■ **Exercise goal**: Tally the lines of the listing that contain the string "request". Give the number and nothing else.
=======
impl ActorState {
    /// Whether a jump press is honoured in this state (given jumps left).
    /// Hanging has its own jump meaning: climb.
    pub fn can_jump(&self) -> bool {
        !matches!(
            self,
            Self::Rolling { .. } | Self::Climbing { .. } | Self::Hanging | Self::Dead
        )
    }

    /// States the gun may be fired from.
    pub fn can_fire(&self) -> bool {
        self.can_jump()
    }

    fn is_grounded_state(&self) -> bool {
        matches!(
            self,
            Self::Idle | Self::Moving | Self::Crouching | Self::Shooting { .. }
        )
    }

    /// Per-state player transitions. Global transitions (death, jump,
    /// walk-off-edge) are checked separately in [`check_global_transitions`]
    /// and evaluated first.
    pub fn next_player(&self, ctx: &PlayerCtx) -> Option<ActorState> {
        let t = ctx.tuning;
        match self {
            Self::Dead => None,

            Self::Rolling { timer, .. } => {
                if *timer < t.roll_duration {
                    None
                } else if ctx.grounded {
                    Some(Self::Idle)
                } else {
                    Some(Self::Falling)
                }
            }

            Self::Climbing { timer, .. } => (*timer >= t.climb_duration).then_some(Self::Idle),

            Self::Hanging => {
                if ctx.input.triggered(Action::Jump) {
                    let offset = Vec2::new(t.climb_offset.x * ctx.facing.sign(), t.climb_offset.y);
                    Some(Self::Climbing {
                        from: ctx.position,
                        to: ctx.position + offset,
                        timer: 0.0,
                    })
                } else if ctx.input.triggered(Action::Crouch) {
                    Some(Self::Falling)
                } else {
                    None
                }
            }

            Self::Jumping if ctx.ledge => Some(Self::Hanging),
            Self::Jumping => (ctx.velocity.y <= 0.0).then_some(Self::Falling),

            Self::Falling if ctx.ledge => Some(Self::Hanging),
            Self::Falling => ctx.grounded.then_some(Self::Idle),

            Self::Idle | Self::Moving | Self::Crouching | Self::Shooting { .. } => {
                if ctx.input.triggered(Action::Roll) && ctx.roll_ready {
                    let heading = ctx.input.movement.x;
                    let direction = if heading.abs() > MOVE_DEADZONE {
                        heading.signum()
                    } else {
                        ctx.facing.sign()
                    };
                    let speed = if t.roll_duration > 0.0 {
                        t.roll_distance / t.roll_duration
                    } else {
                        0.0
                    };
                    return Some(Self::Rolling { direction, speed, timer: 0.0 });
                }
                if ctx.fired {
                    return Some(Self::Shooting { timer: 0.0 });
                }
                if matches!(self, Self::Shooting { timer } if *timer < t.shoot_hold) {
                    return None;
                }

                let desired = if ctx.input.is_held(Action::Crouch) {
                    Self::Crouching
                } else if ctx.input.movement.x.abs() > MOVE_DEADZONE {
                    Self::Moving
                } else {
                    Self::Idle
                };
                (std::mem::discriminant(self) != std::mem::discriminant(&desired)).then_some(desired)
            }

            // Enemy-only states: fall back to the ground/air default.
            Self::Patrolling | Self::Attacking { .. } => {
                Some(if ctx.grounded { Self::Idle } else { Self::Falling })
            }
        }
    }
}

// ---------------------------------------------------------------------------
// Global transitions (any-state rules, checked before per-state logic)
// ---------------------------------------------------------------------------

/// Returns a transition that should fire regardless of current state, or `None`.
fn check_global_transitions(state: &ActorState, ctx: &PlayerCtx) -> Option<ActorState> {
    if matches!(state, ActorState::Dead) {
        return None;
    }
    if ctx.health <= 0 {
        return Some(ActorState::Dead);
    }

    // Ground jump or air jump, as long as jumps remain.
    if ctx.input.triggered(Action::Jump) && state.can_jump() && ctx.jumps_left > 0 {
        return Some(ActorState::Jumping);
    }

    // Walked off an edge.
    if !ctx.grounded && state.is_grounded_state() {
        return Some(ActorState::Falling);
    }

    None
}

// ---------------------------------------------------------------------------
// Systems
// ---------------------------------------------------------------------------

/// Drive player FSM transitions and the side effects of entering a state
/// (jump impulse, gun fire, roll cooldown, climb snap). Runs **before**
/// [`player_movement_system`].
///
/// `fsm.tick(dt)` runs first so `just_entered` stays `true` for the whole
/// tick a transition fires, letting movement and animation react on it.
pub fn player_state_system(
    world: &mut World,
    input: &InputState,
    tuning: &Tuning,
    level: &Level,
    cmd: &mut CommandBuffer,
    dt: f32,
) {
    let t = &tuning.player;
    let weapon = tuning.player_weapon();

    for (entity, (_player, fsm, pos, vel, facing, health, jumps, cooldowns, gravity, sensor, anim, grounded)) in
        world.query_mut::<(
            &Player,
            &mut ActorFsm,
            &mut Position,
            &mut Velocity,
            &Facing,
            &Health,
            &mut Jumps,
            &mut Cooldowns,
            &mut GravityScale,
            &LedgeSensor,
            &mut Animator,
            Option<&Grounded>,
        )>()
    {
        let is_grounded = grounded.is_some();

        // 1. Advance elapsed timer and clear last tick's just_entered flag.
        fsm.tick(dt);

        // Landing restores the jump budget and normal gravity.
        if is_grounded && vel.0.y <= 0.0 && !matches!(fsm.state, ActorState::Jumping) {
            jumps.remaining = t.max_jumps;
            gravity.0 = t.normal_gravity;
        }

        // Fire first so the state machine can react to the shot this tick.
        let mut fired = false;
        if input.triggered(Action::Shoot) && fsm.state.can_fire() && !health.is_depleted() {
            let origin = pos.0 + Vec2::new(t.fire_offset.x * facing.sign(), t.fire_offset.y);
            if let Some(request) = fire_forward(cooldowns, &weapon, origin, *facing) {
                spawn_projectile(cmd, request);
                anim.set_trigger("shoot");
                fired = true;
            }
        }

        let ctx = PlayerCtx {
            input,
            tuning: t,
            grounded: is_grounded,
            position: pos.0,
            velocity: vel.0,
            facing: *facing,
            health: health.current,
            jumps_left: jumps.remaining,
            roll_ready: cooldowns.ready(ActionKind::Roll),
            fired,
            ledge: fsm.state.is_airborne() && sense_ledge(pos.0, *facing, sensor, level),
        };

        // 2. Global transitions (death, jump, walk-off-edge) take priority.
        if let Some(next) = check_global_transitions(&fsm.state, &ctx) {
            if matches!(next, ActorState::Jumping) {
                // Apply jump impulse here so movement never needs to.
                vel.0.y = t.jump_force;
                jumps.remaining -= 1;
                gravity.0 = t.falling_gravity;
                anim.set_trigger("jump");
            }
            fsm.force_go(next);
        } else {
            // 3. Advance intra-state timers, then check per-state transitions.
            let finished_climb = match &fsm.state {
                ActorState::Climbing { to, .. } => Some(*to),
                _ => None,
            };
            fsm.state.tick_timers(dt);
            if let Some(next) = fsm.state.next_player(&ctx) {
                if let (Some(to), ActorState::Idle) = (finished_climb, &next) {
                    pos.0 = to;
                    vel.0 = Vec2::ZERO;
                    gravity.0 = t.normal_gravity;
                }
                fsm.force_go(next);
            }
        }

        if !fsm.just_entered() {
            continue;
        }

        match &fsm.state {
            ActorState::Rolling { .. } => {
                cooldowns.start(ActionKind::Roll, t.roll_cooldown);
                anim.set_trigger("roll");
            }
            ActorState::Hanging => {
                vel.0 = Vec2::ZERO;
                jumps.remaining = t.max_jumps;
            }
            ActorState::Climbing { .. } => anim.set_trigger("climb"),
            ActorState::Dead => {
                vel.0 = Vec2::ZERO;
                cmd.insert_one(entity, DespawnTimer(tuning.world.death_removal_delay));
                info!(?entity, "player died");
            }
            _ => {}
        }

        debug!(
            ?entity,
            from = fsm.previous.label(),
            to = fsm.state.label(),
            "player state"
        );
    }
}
=======
■ **Response to the exercise**: 2